Se vivía en la calle, en verano incluso se dormía en ella. Con una manta a cuestas, las familias enteras se iban a dormir a la playa, huyendo de esos treinta metros compartidos en aquellas precarias viviendas de adobe y caña. Cuando llovía el agua nos inundaba y los ratones se nos caían encima mientras dormíamos.
Por supuesto carecíamos de agua corriente y de cualquier otra clase de comodidades, nos bañábamos una vez al año, para las fiestas. Las ropas que nos cubrían eran heredadas una y mil veces, remendadas por nuestras madres hasta la saciedad.
Pero éramos felices. No conocíamos otra cosa más que lo que teníamos, no existía comparación posible.
Nuestros juguetes eran los que fabricábamos nosotros mismos, con cañas y llantas. También inventábamos juegos como el de los “santicos”, dibujábamos un círculo en la placeta, en la arena, antes habíamos recogidos viejas cajas de cerillas y los dibujos que había en las tapas eran nuestros “tazos”, la zona de juego el círculo. En verano era cuando más emocionante se ponía el juego, ya que la llegada de extranjeros propiciaba el que hubiera nuevos “cromos”.
Hablando de extranjeros, nosotros éramos los que entonces los perseguíamos pidiéndoles una peseta. Cada vez que viajo a cualquier país pobre, me veo en cada uno de esos niños que me persigue suplicándome unos céntimos. Me veo en eso y en como cargan con sus hermanos menores, como lo hacía yo con mi querido hermano Antonio, siempre a cuestas.
También jugábamos al “hollico”, pero eso fue después, cuando ya trabajábamos y en vez de cajas de cerillas usábamos céntimos.
Sacábamos unos centimillos cuando arribaban los barcos y se hacía el reparto, si sobraba alguna perra chica, era para nosotros los chiquillos y allí esperábamos anhelantes a que eso ocurriera.
Los higos tienen también un especial recuerdo en mi infancia.
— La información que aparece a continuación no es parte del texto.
//! # Observability & Tracing
//!
//! [`setup_tracing`] installs a `tracing-subscriber` fmt subscriber whose
//! level comes from `RUST_LOG`. The compact format hides module paths
//! (`with_target(false)`); actors tag every event with `entity_type` instead.
//!
//! ## What Gets Traced
//!
//! - **Actor Lifecycle**: `Actor started` and `Shutdown` with the final store size
//! - **Requests**: every Create, Get, Update, Action and Query at debug, with its payload
//! - **Outcomes**: `Created`, `Updated`, `Action ok` at info; rejections at warn
//! - **Client calls**: one span per domain client method (`#[instrument]`)
//!
//! ## Usage Examples
//!
//! ```bash
//! # Compact logs
//! RUST_LOG=info cargo run
//!
//! # Show full payloads with debug logs
//! RUST_LOG=debug cargo run
//!
//! # Only the framework
//! RUST_LOG=commerce_store::framework=debug cargo run
//! ```
//!
//! A checkout at `info` looks like:
//!
//! ```text
//! INFO Created entity_type="Order" id=ORDER-1 replaced=false size=1
//! INFO create_order: Order recorded order_id=ORDER-1 user_id=alice
//! INFO Checked out user_id=alice order_id=ORDER-1 total=300000
//! INFO Action ok entity_type="Cart" id=alice
//! ```
pub fn setup_tracing() {
    tracing_subscriber::fmt()
        .with_env_filter(tracing_subscriber::EnvFilter::from_default_env())
        .with_target(false) // entity_type replaces module paths
        .compact()
        .init();
}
Durante el verano se recopilaban y en las viejas cajas de madera donde venía el tabaco, se conservaban para que en el duro invierno hubiese que comer. Nuestras madres los precintaban y escondían debajo de las camas. Aún así, nos buscábamos la manera de que sin se notase mucho, ir cogiendo poco a poco. Cuando llegaba el momento de abrir las cajas siempre se achacaba a las ratas la falta.
El conseguir higos (casi siempre robados) en más de una ocasión trajo la tragedia al pueblo, pero eso forma parte de la historia negra del mismo y no es ahí donde quiero entrar.
El municipal, apodado “el bizco”, era nuestro tormento. Su obsesión era rajarnos las pelotas y en aquellas circunstancias una pelota era un artículo de lujo. Afortunadamente nuestros padres nos daban las viejas boyas de los barcos y eso era lo que utilizábamos.
Cuando ya cumplíamos trece años nos enviaban a trabajar, normalmente y como era para aprender, echábamos maratonianas jornadas de horarios interminables, a cambio de la comida y la cama.
A partir de ese momento se nos consideraba hombres, nuestra obligación era llevar un jornal a la casa y lo hacíamos.
Siempre quedaba hueco para el juego, la infancia es ese fantástico lugar donde habitan los sueños y muy pocas veces puede ser destrozado. Lo mejor de entonces, quizás fuese la complicidad con los amigos, todos nos veíamos envueltos en esa realidad que con tanta facilidad transformábamos. Quizás por haber pasado tanto, nuestra relación se selló a sangre y fuego, perdurando en el tiempo más allá de filias, distancias o fobias.
Hemos querido recordarla porque a veces cuesta creer que algo así ocurrió hace tan poco tiempo y no olvidar de donde venimos hace que no se pierda el rumbo, rumbo que afortunadamente nos ha llevado a buen puerto
Concha Casas sobre un recuerdo de Manuel “El rubio”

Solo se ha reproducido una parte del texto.